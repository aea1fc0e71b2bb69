//! Gemini client for Google Gemini API interactions
//!
//! This module calls the `generateContent` REST endpoint with the
//! server-held API key and reduces the response to plain text.

use async_trait::async_trait;
use reqwest::Client;
use std::time::Duration;

use crate::config::GeminiSettings;
use crate::schemas::gemini::{GeminiError, GeminiRequest, GeminiResponse, TextUnavailable};
use crate::schemas::UpstreamCompletion;
use crate::services::upstream::{CompletionClient, UpstreamError};

const CONNECT_TIMEOUT: Duration = Duration::from_secs(10);

/// Client for the Gemini REST API
#[derive(Clone)]
pub struct GeminiClient {
    client: Client,
    api_key: String,
    model: String,
    base_url: String,
}

impl GeminiClient {
    /// Create a new Gemini client
    ///
    /// No overall request timeout is set here: the relay bounds the wait
    /// itself and drops the request future when that bound is hit.
    pub fn new(settings: &GeminiSettings) -> Result<Self, UpstreamError> {
        let client = Client::builder().connect_timeout(CONNECT_TIMEOUT).build()?;

        tracing::info!(
            model = %settings.model,
            base_url = %settings.base_url,
            "Initialized Gemini client"
        );

        Ok(Self {
            client,
            api_key: settings.api_key.clone(),
            model: settings.model.clone(),
            base_url: settings.base_url.trim_end_matches('/').to_string(),
        })
    }

    fn endpoint(&self) -> String {
        format!("{}/models/{}:generateContent", self.base_url, self.model)
    }

    /// Generate content (non-streaming)
    pub async fn generate_content(
        &self,
        request: &GeminiRequest,
    ) -> Result<GeminiResponse, UpstreamError> {
        let url = self.endpoint();

        tracing::debug!(model = %self.model, url = %url, "Calling Gemini generateContent API");

        let resp = self
            .client
            .post(&url)
            .header("x-goog-api-key", &self.api_key)
            .json(request)
            .send()
            .await?;

        let status = resp.status();
        let body = resp.text().await?;

        if !status.is_success() {
            // Prefer the provider's own message over the raw body
            if let Ok(gemini_error) = serde_json::from_str::<GeminiError>(&body) {
                return Err(UpstreamError::Api {
                    code: gemini_error.error.code,
                    message: gemini_error.error.message,
                });
            }

            // Non-provider bodies (proxy pages, HTML) stay in the logs only
            tracing::warn!(
                status = status.as_u16(),
                body = %truncate(&body, MAX_LOGGED_BODY_CHARS),
                "Gemini returned an unrecognised error body"
            );
            return Err(UpstreamError::Api {
                code: i32::from(status.as_u16()),
                message: status
                    .canonical_reason()
                    .unwrap_or("Unexpected upstream status")
                    .to_string(),
            });
        }

        serde_json::from_str(&body).map_err(|e| {
            tracing::error!(error = %e, "Failed to parse Gemini response");
            UpstreamError::Parse(e.to_string())
        })
    }
}

const MAX_LOGGED_BODY_CHARS: usize = 200;

fn truncate(body: &str, max_chars: usize) -> &str {
    match body.char_indices().nth(max_chars) {
        Some((idx, _)) => &body[..idx],
        None => body,
    }
}

#[async_trait]
impl CompletionClient for GeminiClient {
    async fn complete(&self, prompt: &str) -> Result<UpstreamCompletion, UpstreamError> {
        let response = self
            .generate_content(&GeminiRequest::from_prompt(prompt))
            .await?;

        if let Some(usage) = &response.usage_metadata {
            tracing::debug!(
                prompt_tokens = usage.prompt_token_count,
                completion_tokens = usage.candidates_token_count,
                total_tokens = usage.total_token_count,
                "Gemini usage"
            );
        }

        match response.text() {
            Ok(text) => Ok(UpstreamCompletion::new(text)),
            Err(TextUnavailable::Blocked(reason)) => Err(UpstreamError::Blocked(reason)),
            Err(TextUnavailable::BadFinish(reason)) => Err(UpstreamError::BadFinish(reason)),
            Err(TextUnavailable::Empty) => Err(UpstreamError::Empty),
        }
    }

    fn describe(&self) -> String {
        format!("gemini/{}", self.model)
    }
}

Exercise requirements:
Take the stretch of lines above from the one containing "to plain text." through the one containing "tracing::debug!(model = %self.model, url" and repeat it exactly, adding no other line.

Answer to this problem:
//! server-held API key and reduces the response to plain text.

use async_trait::async_trait;
use reqwest::Client;
use std::time::Duration;

use crate::config::GeminiSettings;
use crate::schemas::gemini::{GeminiError, GeminiRequest, GeminiResponse, TextUnavailable};
use crate::schemas::UpstreamCompletion;
use crate::services::upstream::{CompletionClient, UpstreamError};

const CONNECT_TIMEOUT: Duration = Duration::from_secs(10);

/// Client for the Gemini REST API
#[derive(Clone)]
pub struct GeminiClient {
    client: Client,
    api_key: String,
    model: String,
    base_url: String,
}

impl GeminiClient {
    /// Create a new Gemini client
    ///
    /// No overall request timeout is set here: the relay bounds the wait
    /// itself and drops the request future when that bound is hit.
    pub fn new(settings: &GeminiSettings) -> Result<Self, UpstreamError> {
        let client = Client::builder().connect_timeout(CONNECT_TIMEOUT).build()?;

        tracing::info!(
            model = %settings.model,
            base_url = %settings.base_url,
            "Initialized Gemini client"
        );

        Ok(Self {
            client,
            api_key: settings.api_key.clone(),
            model: settings.model.clone(),
            base_url: settings.base_url.trim_end_matches('/').to_string(),
        })
    }

    fn endpoint(&self) -> String {
        format!("{}/models/{}:generateContent", self.base_url, self.model)
    }

    /// Generate content (non-streaming)
    pub async fn generate_content(
        &self,
        request: &GeminiRequest,
    ) -> Result<GeminiResponse, UpstreamError> {
        let url = self.endpoint();

        tracing::debug!(model = %self.model, url = %url, "Calling Gemini generateContent API");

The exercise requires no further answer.